Collected data

╔══

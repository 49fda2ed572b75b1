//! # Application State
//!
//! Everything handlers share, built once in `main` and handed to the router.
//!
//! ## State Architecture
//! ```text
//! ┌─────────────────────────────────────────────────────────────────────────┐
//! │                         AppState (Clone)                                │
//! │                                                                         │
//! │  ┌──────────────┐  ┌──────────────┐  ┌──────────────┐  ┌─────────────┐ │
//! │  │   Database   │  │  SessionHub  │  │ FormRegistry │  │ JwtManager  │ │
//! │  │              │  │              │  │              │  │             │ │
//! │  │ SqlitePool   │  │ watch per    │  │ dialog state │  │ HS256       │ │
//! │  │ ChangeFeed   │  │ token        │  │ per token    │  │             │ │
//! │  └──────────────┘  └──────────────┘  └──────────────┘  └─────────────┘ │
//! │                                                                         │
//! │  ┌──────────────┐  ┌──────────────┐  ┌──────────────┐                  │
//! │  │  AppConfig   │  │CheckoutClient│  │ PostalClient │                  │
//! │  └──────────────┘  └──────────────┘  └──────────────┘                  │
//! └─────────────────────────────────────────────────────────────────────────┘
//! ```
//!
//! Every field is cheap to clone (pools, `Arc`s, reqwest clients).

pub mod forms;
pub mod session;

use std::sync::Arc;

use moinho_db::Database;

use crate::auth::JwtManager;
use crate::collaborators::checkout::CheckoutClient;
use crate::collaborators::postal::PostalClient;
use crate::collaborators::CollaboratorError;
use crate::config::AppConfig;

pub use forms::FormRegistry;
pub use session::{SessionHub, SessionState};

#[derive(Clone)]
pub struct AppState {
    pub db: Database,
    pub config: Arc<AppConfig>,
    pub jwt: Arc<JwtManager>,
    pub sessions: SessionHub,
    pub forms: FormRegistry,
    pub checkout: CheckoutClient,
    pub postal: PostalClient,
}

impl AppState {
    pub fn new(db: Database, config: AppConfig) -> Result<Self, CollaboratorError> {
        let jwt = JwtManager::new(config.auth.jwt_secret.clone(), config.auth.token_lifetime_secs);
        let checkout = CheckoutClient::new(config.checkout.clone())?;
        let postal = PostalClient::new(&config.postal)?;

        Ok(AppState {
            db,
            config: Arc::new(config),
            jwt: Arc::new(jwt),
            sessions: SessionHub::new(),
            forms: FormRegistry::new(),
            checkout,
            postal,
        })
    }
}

╚══
╔══

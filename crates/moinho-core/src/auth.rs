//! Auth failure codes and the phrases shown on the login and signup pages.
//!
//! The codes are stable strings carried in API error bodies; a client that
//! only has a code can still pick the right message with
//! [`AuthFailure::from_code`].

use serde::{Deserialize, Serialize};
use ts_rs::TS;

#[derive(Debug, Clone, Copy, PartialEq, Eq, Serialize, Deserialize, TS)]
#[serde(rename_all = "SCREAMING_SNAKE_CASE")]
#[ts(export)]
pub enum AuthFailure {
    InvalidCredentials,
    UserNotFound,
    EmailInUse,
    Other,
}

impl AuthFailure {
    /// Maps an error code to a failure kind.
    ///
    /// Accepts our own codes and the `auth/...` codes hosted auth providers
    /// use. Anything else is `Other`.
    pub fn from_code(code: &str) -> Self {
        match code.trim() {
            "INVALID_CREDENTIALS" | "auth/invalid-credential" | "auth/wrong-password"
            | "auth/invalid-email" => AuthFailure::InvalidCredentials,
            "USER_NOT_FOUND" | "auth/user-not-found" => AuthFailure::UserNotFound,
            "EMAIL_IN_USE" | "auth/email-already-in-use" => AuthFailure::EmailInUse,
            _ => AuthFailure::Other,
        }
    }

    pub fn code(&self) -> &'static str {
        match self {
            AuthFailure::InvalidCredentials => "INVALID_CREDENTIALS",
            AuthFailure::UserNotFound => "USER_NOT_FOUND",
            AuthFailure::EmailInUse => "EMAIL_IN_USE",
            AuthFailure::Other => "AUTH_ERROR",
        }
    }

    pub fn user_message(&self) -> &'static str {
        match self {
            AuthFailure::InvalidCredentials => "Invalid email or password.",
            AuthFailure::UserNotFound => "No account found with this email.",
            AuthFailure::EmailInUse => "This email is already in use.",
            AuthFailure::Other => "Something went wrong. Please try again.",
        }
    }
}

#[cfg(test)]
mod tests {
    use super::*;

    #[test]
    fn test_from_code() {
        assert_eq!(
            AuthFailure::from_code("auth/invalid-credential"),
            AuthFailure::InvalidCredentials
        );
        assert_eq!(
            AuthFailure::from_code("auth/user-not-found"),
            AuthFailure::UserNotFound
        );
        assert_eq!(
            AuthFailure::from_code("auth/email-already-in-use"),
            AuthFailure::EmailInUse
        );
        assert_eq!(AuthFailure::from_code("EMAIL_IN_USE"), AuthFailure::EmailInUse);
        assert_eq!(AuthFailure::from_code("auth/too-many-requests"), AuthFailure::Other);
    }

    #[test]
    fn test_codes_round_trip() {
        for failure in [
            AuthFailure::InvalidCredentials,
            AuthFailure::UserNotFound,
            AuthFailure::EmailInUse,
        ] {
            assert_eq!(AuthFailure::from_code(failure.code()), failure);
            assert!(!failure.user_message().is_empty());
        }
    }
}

╚══
╔══

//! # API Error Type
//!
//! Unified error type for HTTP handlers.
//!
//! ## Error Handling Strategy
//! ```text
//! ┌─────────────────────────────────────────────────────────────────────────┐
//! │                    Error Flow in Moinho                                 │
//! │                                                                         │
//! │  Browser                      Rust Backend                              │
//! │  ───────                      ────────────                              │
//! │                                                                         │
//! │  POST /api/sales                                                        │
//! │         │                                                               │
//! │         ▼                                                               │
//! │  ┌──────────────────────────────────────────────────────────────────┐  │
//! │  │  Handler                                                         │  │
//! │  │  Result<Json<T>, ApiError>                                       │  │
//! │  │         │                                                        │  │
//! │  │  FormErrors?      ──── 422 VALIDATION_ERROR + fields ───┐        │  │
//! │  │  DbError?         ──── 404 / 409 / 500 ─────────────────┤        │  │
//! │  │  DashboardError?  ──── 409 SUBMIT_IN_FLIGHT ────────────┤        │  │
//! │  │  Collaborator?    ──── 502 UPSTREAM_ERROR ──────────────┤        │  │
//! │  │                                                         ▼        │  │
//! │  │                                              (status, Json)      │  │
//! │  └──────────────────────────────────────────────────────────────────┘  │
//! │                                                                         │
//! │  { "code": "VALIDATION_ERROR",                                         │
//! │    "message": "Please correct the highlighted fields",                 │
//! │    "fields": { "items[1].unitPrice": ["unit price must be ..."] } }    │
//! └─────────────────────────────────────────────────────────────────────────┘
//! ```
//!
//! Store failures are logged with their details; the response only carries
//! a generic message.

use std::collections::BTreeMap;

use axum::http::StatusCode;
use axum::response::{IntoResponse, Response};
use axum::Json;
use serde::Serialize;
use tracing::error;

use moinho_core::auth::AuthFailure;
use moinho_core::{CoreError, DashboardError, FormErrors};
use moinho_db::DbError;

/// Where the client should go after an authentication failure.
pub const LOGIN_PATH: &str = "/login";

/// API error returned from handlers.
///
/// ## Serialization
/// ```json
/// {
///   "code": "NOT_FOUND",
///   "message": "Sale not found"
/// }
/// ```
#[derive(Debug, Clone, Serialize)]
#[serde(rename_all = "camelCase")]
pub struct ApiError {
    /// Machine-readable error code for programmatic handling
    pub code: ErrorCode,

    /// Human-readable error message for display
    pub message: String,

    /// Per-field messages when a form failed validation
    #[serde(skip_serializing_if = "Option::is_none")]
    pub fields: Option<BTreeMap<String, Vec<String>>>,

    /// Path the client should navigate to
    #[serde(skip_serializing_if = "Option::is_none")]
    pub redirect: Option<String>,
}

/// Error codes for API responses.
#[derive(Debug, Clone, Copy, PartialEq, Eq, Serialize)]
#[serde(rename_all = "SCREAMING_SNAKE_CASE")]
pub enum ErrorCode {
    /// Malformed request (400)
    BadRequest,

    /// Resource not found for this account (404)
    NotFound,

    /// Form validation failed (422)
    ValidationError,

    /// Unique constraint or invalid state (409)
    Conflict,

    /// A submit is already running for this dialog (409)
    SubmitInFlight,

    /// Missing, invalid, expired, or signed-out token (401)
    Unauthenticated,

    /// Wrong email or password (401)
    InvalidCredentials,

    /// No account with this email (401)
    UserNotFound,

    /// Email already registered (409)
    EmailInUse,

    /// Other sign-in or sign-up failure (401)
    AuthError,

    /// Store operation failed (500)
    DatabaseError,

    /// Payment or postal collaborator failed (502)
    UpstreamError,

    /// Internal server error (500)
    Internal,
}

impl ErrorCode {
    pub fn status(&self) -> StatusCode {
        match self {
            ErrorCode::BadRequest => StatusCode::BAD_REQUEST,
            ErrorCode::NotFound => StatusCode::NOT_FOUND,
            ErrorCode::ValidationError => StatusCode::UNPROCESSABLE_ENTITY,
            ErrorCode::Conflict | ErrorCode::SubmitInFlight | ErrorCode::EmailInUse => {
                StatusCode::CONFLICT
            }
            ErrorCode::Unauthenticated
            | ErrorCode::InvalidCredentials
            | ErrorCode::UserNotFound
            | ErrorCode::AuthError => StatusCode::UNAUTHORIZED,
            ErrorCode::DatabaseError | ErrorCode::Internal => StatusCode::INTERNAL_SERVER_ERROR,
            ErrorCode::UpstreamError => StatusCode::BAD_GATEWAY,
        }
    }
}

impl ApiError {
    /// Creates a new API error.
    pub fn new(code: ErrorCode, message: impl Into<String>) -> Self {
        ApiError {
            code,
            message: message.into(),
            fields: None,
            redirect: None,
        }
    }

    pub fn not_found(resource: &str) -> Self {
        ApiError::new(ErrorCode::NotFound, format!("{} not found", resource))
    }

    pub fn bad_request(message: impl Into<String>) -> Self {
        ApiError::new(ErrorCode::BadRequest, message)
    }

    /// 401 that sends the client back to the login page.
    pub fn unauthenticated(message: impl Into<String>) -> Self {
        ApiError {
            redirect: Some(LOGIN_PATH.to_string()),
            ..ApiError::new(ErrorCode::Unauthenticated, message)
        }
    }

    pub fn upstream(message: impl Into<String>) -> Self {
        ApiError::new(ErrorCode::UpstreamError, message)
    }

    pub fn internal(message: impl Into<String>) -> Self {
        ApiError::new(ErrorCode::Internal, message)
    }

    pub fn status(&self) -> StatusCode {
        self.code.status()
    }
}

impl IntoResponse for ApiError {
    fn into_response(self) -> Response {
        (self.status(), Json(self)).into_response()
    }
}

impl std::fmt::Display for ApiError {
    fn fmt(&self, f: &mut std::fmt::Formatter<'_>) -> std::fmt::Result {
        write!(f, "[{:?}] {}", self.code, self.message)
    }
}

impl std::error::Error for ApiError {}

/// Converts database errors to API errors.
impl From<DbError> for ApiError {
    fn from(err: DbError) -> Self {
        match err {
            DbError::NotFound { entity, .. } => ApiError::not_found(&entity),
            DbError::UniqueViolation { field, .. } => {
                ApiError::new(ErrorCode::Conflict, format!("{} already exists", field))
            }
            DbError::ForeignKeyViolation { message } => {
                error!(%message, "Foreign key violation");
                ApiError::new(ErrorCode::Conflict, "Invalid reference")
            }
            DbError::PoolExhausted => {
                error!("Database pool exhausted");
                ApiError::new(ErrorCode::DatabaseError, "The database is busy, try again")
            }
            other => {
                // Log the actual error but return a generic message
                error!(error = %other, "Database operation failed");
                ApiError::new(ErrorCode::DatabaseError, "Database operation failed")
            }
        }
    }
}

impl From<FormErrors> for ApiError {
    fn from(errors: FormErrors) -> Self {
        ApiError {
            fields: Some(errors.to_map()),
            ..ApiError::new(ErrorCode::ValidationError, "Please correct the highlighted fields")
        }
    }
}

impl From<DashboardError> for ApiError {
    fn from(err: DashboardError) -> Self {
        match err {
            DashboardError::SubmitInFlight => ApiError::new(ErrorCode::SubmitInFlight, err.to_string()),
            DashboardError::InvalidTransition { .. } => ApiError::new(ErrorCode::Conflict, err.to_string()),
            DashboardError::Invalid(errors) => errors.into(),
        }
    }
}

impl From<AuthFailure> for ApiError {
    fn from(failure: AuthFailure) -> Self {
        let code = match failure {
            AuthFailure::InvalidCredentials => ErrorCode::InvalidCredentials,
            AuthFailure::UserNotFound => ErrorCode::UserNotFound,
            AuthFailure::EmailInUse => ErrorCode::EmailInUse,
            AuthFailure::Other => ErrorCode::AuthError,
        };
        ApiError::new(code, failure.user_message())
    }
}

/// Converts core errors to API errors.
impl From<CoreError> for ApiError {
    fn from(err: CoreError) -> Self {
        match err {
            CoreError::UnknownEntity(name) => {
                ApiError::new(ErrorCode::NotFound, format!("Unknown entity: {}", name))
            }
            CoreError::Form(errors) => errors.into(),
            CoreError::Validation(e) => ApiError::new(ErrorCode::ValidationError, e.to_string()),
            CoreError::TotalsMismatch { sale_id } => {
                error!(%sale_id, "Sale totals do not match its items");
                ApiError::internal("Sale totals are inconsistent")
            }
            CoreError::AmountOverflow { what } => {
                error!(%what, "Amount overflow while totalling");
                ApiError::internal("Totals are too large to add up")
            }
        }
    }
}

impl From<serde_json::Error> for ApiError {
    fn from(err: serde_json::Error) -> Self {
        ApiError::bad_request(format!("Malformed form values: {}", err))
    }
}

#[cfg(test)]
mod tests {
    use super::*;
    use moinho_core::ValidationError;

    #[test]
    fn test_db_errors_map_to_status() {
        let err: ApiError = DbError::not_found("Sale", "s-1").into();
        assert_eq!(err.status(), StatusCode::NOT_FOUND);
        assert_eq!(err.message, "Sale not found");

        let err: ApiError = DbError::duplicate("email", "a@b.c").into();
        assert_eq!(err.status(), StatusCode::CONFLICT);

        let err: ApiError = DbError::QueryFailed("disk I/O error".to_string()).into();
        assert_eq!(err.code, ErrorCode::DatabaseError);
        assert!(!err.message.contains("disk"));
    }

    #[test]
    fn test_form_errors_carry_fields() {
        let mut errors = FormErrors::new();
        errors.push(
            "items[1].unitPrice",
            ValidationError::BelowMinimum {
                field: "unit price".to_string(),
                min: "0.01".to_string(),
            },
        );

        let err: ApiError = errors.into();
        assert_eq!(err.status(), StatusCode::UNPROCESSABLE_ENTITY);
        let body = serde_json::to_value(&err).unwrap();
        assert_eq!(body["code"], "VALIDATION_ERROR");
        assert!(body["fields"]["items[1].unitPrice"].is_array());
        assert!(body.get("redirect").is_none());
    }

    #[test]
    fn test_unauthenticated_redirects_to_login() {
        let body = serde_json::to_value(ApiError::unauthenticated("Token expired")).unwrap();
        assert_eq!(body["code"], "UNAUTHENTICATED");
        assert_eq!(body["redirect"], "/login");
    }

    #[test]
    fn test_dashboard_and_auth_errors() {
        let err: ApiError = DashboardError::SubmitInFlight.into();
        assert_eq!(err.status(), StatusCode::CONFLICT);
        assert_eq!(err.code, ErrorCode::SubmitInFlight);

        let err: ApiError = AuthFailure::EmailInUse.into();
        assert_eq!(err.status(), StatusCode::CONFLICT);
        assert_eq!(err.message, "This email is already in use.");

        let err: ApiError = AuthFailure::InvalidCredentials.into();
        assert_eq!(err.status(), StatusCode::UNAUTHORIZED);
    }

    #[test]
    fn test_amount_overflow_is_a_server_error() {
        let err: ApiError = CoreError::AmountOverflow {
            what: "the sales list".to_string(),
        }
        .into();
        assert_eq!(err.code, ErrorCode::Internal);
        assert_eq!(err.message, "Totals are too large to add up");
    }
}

╚══

PROBLEM: The lines to extract from the data above begin with the line containing "pub enum ErrorCode" and end with the line containing "pub fn not_found(resource: &str)". Extract them exactly, including both.

WRITTEN SOLUTION:
pub enum ErrorCode {
    /// Malformed request (400)
    BadRequest,

    /// Resource not found for this account (404)
    NotFound,

    /// Form validation failed (422)
    ValidationError,

    /// Unique constraint or invalid state (409)
    Conflict,

    /// A submit is already running for this dialog (409)
    SubmitInFlight,

    /// Missing, invalid, expired, or signed-out token (401)
    Unauthenticated,

    /// Wrong email or password (401)
    InvalidCredentials,

    /// No account with this email (401)
    UserNotFound,

    /// Email already registered (409)
    EmailInUse,

    /// Other sign-in or sign-up failure (401)
    AuthError,

    /// Store operation failed (500)
    DatabaseError,

    /// Payment or postal collaborator failed (502)
    UpstreamError,

    /// Internal server error (500)
    Internal,
}

impl ErrorCode {
    pub fn status(&self) -> StatusCode {
        match self {
            ErrorCode::BadRequest => StatusCode::BAD_REQUEST,
            ErrorCode::NotFound => StatusCode::NOT_FOUND,
            ErrorCode::ValidationError => StatusCode::UNPROCESSABLE_ENTITY,
            ErrorCode::Conflict | ErrorCode::SubmitInFlight | ErrorCode::EmailInUse => {
                StatusCode::CONFLICT
            }
            ErrorCode::Unauthenticated
            | ErrorCode::InvalidCredentials
            | ErrorCode::UserNotFound
            | ErrorCode::AuthError => StatusCode::UNAUTHORIZED,
            ErrorCode::DatabaseError | ErrorCode::Internal => StatusCode::INTERNAL_SERVER_ERROR,
            ErrorCode::UpstreamError => StatusCode::BAD_GATEWAY,
        }
    }
}

impl ApiError {
    /// Creates a new API error.
    pub fn new(code: ErrorCode, message: impl Into<String>) -> Self {
        ApiError {
            code,
            message: message.into(),
            fields: None,
            redirect: None,
        }
    }

    pub fn not_found(resource: &str) -> Self {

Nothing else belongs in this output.